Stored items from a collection

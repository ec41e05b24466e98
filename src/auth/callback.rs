//! OAuth callback handling: exchange code, upsert user, create session,
//! mint JWT, validate redirect origin, append token to redirect.
//! `spec.md` §4.7 steps 1-5.

use chrono::{DateTime, Utc};
use uuid::Uuid;

use super::oauth::Provider;
use super::{AuthCore, User};
use crate::audit::{ActorKind, RecordParams};
use crate::error::Result;

/// Outcome of a successful callback.
#[derive(Debug, Clone)]
pub struct AuthResult {
    pub user: User,
    pub session_id: Uuid,
    pub jwt: String,
    pub expires_at: DateTime<Utc>,
    pub redirect_uri: String,
}

impl AuthCore {
    /// Runs the full callback sequence for a pending session created by
    /// `oauth::initiate`. `pending_session_id` must be the session that
    /// carried the original `state`.
    pub async fn handle_callback(
        &self,
        provider: &dyn Provider,
        code: &str,
        pending_session_id: Uuid,
    ) -> Result<AuthResult> {
        let pending = self
            .sessions
            .get(pending_session_id)
            .ok_or_else(|| crate::error::Error::auth("unknown oauth session"))?;
        let redirect_uri = pending
            .redirect_uri
            .clone()
            .ok_or_else(|| crate::error::Error::auth("oauth session has no redirect_uri"))?;

        let identity = provider.exchange_code(code).await?;
        let (user, created) = self.users.upsert(&identity, &self.clock);

        self.audit.record(
            RecordParams::new(
                if created { "user:created" } else { "user:updated" },
                "user",
                user.id.to_string(),
                ActorKind::System,
                serde_json::json!({ "provider": identity.provider }),
            )
            .with_session(pending_session_id.to_string()),
        );

        let session = self
            .sessions
            .promote_to_logged_in(pending_session_id, user.id, self.token_ttl)
            .ok_or_else(|| crate::error::Error::auth("oauth session disappeared during callback"))?;

        let expires_at = session.expires_at.ok_or_else(|| crate::error::Error::internal("session missing expiry after promotion"))?;
        let jwt = self.jwt.mint(session.id, expires_at)?;

        self.validate_redirect_origin(&redirect_uri)?;
        let separator = if redirect_uri.contains('?') { '&' } else { '?' };
        let final_redirect = format!("{redirect_uri}{separator}auth_token={jwt}");

        Ok(AuthResult { user, session_id: session.id, jwt, expires_at, redirect_uri: final_redirect })
    }

    /// Parses the JWT, loads the session, mints a fresh JWT with extended
    /// expiry, and bumps `logged_in_at` best-effort.
    pub fn refresh(&self, token: &str) -> Result<AuthResult> {
        let (session_id, _old_exp) = self.jwt.parse(token)?;
        let session = self
            .sessions
            .get_active(session_id)
            .ok_or_else(|| crate::error::Error::auth("session is not active"))?;
        let user_id = session
            .logged_in_user_id
            .ok_or_else(|| crate::error::Error::auth("session is not logged in"))?;
        let user = self.users.get(user_id).ok_or_else(|| crate::error::Error::auth("user no longer exists"))?;

        let new_expiry = self.clock.utc() + self.token_ttl;
        let jwt = self.jwt.mint(session_id, new_expiry)?;

        // Best-effort activity bump: failures here must never fail a refresh.
        self.sessions.bump_activity(session_id);

        Ok(AuthResult { user, session_id, jwt, expires_at: new_expiry, redirect_uri: String::new() })
    }
}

# Work required:
Write out every line in the data that holds the string "effort".

# Solution to the problem:
    /// expiry, and bumps `logged_in_at` best-effort.
        // Best-effort activity bump: failures here must never fail a refresh.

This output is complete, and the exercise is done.